Command Line – Snort

Snort [1] is one of the oldest and most reliable network intrusion detection systems. Founded in 1998 by Martin Roesch, then the CTO of Sourcefire, Snort quickly became so popular that in 2009 InfoWorld declared it one of the top 36 pieces of free software [2]. Like the definitions in a virus detector, Snort relies on a series of rules to detect all known means of compromising a system. It is not difficult to install, but it requires preparation, and, the more customization, the more time-consuming your installation will be. What follows are instructions for a minimal installation for Debian-like distributions, which should be good enough for many users, especially on standalone machines.

To get the very latest protection, install Snort from source [3], using the usual ./configure, make, and install commands. Most distributions also offer a package, although the package is often older than the latest version. However, in a mature application such as Snort, the differences between versions are apt to be minimal, and the rules you install are probably more important. Whichever version you use, you might want to create a Snort group and user solely for running the app, just for added protection. In addition, before installation, gather the necessary information (Figure 1) by running:

ip a

Figure 1: Installing Snort requires the network interface's name and IP address.

You will need the name of the network interface (the second item on the list) and the IP address (on the line starting with inet). Keep the terminal open so you can copy and paste as needed. If you use the Snort package from the Debian repository, the installation will offer you one or more choices, depending on the distribution and its version (Figure 2). As a beginner, you can simply select OK to continue and edit the configuration later if necessary.

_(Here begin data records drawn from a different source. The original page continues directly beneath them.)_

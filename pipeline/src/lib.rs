//! Validation, self-correction, and decision pipeline for scan commands.
//!
//! The pipeline takes a candidate `nmap` command (usually produced by a
//! machine generator), runs it through a battery of checkers, patches
//! what it can, and emits a confidence-scored [`Decision`]. Commands are
//! only ever inspected as strings; the optional sandbox stage is the one
//! place anything runs, and it is gated on the command having already
//! passed validation.
//!
//! Stages, in order:
//!
//! 1. [`SyntaxValidator`] — structural shape (program, target, flags).
//! 2. [`check_conflicts`] — mutually-exclusive flags, via the
//!    relationship store.
//! 3. [`check_safety`] — shell-injection patterns and advisory warnings.
//! 4. Privilege check — which flags need root.
//! 5. Optional sandbox scoring of the validated command.
//!
//! # Example
//!
//! ```
//! use scanvet_pipeline::{Pipeline, validate};
//! use scanvet_core::Complexity;
//!
//! // One-shot validation against the embedded dataset.
//! let result = validate("nmap -sS -sT 192.168.1.1");
//! assert!(!result.is_valid);
//!
//! // Full pipeline: generate, correct, decide.
//! let pipeline = Pipeline::new();
//! let decision = pipeline.run("scan the web server", Complexity::Easy, |_, _| {
//!     Ok("nmap -sV -p 80,443 192.168.1.1".to_string())
//! });
//! assert!(decision.confidence > 0.7);
//! ```

mod conflict;
mod correct;
mod decision;
mod orchestrator;
mod safety;
mod sandbox;
mod syntax;

use scanvet_core::{Complexity, CorrectionMeta, CorrectionOutcome, Decision, ValidationResult};
use scanvet_store::RelationshipStore;

pub use conflict::{check_conflicts, conflicting_pairs};
pub use correct::{CorrectionPolicy, GeneratorError, SelfCorrector, apply_fixes};
pub use decision::{ConfidencePolicy, DecisionEngine, Recommendation, recommend};
pub use orchestrator::{ScoringPolicy, Validator, quick_validate, suggestions};
pub use safety::{
    BLACKLIST_PATTERNS, FORBIDDEN_SCRIPT_CATEGORIES, WARNING_SCRIPT_CATEGORIES, check_safety,
    sanitize,
};
pub use sandbox::{
    ProcessSandbox, SandboxError, SandboxScorer, extract_scan_stats, parse_success_score,
};
pub use syntax::{SyntaxValidator, is_valid_target};

/// One-shot validation of a single command against the embedded dataset.
///
/// Convenience wrapper for callers that do not hold a [`Validator`];
/// construct one explicitly to reuse a store or attach a sandbox.
pub fn validate(command: &str) -> ValidationResult {
    Validator::new(RelationshipStore::embedded()).validate(command)
}

/// The full generate-validate-correct-decide pipeline.
///
/// Bundles a [`Validator`], a [`SelfCorrector`], and a [`DecisionEngine`]
/// behind one entry point. All stages are deterministic given the same
/// generator behavior.
#[derive(Debug)]
pub struct Pipeline {
    validator: Validator,
    corrector: SelfCorrector,
    engine: DecisionEngine,
}

impl Default for Pipeline {
    fn default() -> Self {
        Self::new()
    }
}

impl Pipeline {
    /// Pipeline over the embedded dataset with default policies.
    pub fn new() -> Self {
        Self::with_store(RelationshipStore::embedded())
    }

    /// Pipeline over a caller-provided relationship store.
    pub fn with_store(store: RelationshipStore) -> Self {
        Self {
            validator: Validator::new(store),
            corrector: SelfCorrector::new(),
            engine: DecisionEngine::new(),
        }
    }

    /// Replaces the validator (custom scoring policy, sandbox stage).
    pub fn with_validator(mut self, validator: Validator) -> Self {
        self.validator = validator;
        self
    }

    /// Replaces the corrector (custom retry bounds).
    pub fn with_corrector(mut self, corrector: SelfCorrector) -> Self {
        self.corrector = corrector;
        self
    }

    /// Replaces the decision engine (custom confidence policy).
    pub fn with_engine(mut self, engine: DecisionEngine) -> Self {
        self.engine = engine;
        self
    }

    /// Validates one command without correction.
    pub fn validate(&self, command: &str) -> ValidationResult {
        self.validator.validate(command)
    }

    /// Runs the full pipeline for one intent and returns the decision.
    pub fn run<G>(&self, intent: &str, complexity: Complexity, generator: G) -> Decision
    where
        G: FnMut(&str, Complexity) -> Result<String, GeneratorError>,
    {
        self.run_with_history(intent, complexity, generator).0
    }

    /// Like [`Pipeline::run`], additionally returning the correction
    /// history for callers that audit every attempt.
    pub fn run_with_history<G>(
        &self,
        intent: &str,
        complexity: Complexity,
        generator: G,
    ) -> (Decision, CorrectionOutcome)
    where
        G: FnMut(&str, Complexity) -> Result<String, GeneratorError>,
    {
        let outcome = self
            .corrector
            .run(intent, complexity, generator, &self.validator);
        let meta = CorrectionMeta {
            complexity,
            attempts: outcome.attempts,
            corrected: outcome.corrected,
        };
        let decision = self
            .engine
            .decide(&outcome.command, &outcome.validation, &meta);
        (decision, outcome)
    }
}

Figure 2: As part of the installation, Debian systems ask one or two questions about package configuration. Usually, users can accept the installer's defaults.

Configuring Snort

When installation is complete, you need to edit /etc/snort/snort.conf as root (Figure 3). At a minimum, you need to find the lines that begin with ipvar and replace the placeholder HOME_NET with your network address. The snort.conf file is heavily commented; eventually, you should go through its dozens of options with the Snort documentation and read.me files open, uncommenting and adding entries as needed for your circumstances – a process that can take hours to do completely. For now, however, all you should note is that snort.conf is divided into nine steps, each containing dozens of fields:

1. Set the network variables/addresses.
2. Configure the decoder.
3. Configure the basic detection engine.
4. Configure dynamic loaded libraries.
5. Configure preprocessors.
6. Configure output plugins.
7. Customize your rulesets.
8. Customize your preprocessor and decoder alerts.

9. Finally, customize your Shared Object Snort Rules.

   

   Figure 3: The snort.conf file is well-structured and heavily commented, making it easy to read.

Debian also has a Step 0 for a Debian-specific configuration as a separate configuration. Beginners, though, can ignore the Debian-specific choices.

Probably the most important place to begin is with the steps that involve rules. Intrusion detection is only as good as the rules it uses, and some rules may be out of date by the time you install.

Downloading Rules

Snort has three types of rules (Figure 4) for detection:

• Community rules are rules written by the community and available for free (Figure 5). These can be useful but may become obsolete, or may be developed some time after a new means of intrusion is known. Their quality depends on how conscientious the developers are.
• Registered rules are free rules, but they are only available to registered users. In order to download rules, you will need to first enter your personal code.
• Subscription rules are registered rules that are available only to paid subscribers. Subscribers can download them before a software release, which offers the very latest protection. The price differs for personal and business users.

Figure 4: Snort rules follow a concise structure of well-defined fields.

Figure 5: Community rules are freely available for the download. Other rulesets require registration and/or subscription.

Other rules are available on developer sites such as GitHub. If none of the available rules meet your needs, you can try writing your own. Online diagrams that parse the components of rules are widely available online [4].

For all rules, create the directory /usr/local/etc/rules, and add a symbolic link to /usr/sbin/snort. If you are using a Snort user or group, transfer ownership of these directories to them. Rules should be downloaded and uncompressed as root to /usr/local/etc/rules from https://www.snort.org/downloads/#snort-3.0.

Final Touches

Usually, you want Snort to listen to all traffic, which is known as promiscuous mode. To configure promiscuous mode, run the command:

ip link set NETWORK-INTERFACE promisc on

At this point, you can run Snort in test mode to check that it is ready. As root, run:

snort -T -c /etc/snort/snort.conf

If configuration is successful, a copyright notice displays, followed by build notices and a message that the installation has been validated (Figure 6). If validation fails, the messages will most likely involve directories you need to add or rules that can be commented out before trying to validate again. As a final test, you can add a rule and then run Snort to see the results [5].

Figure 6: Snort confirms that the configuration is valid.